Task to complete => Scan the data, and whenever a line contains "IntoResponse", copy it.

---

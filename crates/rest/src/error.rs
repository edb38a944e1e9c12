//! Error types for the REST API.
//!
//! This module defines the REST-layer error type with automatic conversion
//! from storage errors and rendering as JSON error responses.
//!
//! # Error Mapping
//!
//! Storage errors from the tenancy layer are mapped to HTTP status codes:
//!
//! | Storage Error | HTTP Status | Error Code |
//! |--------------|-------------|------------|
//! | MissingTenantError | 400 | missing-tenant |
//! | InvalidTenantAccess | 403 | invalid-tenant-access |
//! | RecordError::NotFound | 404 | not-found |
//! | RecordError::AlreadyExists | 409 | conflict |
//!
//! The mapping keeps the two tenancy failures distinct on the wire: a
//! missing tenant is a malformed request (the scope could not be
//! established), while invalid tenant access is a refusal to write.

use axum::{
    Json,
    http::StatusCode,
    response::{IntoResponse, Response},
};
use serde_json::json;
use tessera_tenancy::error::{
    InvalidTenantAccess, MissingTenantError, RecordError, StoreError,
};
use thiserror::Error;

/// The primary error type for REST API operations.
#[derive(Debug, Error)]
pub enum RestError {
    /// No tenant could be established for a scoped read (HTTP 400).
    #[error(transparent)]
    MissingTenant(#[from] MissingTenantError),

    /// A write was refused by the tenant access guard (HTTP 403).
    #[error(transparent)]
    InvalidAccess(#[from] InvalidTenantAccess),

    /// Record not found (HTTP 404).
    #[error("record not found: {record_type}/{id}")]
    NotFound {
        /// The record type (e.g. "users").
        record_type: String,
        /// The record ID.
        id: String,
    },

    /// Record already exists (HTTP 409).
    #[error("record already exists: {record_type}/{id}")]
    Conflict {
        /// The record type.
        record_type: String,
        /// The record ID.
        id: String,
    },

    /// Bad request (HTTP 400).
    #[error("bad request: {message}")]
    BadRequest {
        /// Error message.
        message: String,
    },

    /// Internal server error (HTTP 500).
    #[error("internal error: {message}")]
    Internal {
        /// Error message.
        message: String,
    },
}

/// Result type alias for REST operations.
pub type RestResult<T> = Result<T, RestError>;

impl RestError {
    /// Returns the HTTP status code for this error.
    pub fn status_code(&self) -> StatusCode {
        match self {
            RestError::MissingTenant(_) => StatusCode::BAD_REQUEST,
            RestError::InvalidAccess(_) => StatusCode::FORBIDDEN,
            RestError::NotFound { .. } => StatusCode::NOT_FOUND,
            RestError::Conflict { .. } => StatusCode::CONFLICT,
            RestError::BadRequest { .. } => StatusCode::BAD_REQUEST,
            RestError::Internal { .. } => StatusCode::INTERNAL_SERVER_ERROR,
        }
    }

    /// Returns the machine-readable error code for the response body.
    pub fn error_code(&self) -> &'static str {
        match self {
            RestError::MissingTenant(_) => "missing-tenant",
            RestError::InvalidAccess(_) => "invalid-tenant-access",
            RestError::NotFound { .. } => "not-found",
            RestError::Conflict { .. } => "conflict",
            RestError::BadRequest { .. } => "bad-request",
            RestError::Internal { .. } => "internal",
        }
    }
}

impl From<StoreError> for RestError {
    fn from(err: StoreError) -> Self {
        match err {
            StoreError::MissingTenant(e) => RestError::MissingTenant(e),
            StoreError::InvalidAccess(e) => RestError::InvalidAccess(e),
            StoreError::Record(RecordError::NotFound { record_type, id }) => {
                RestError::NotFound { record_type, id }
            }
            StoreError::Record(RecordError::AlreadyExists { record_type, id }) => {
                RestError::Conflict { record_type, id }
            }
        }
    }
}

impl IntoResponse for RestError {
    fn into_response(self) -> Response {
        let status = self.status_code();
        let body = json!({
            "error": self.error_code(),
            "message": self.to_string(),
        });
        (status, Json(body)).into_response()
    }
}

---

Solution =>
    response::{IntoResponse, Response},
impl IntoResponse for RestError {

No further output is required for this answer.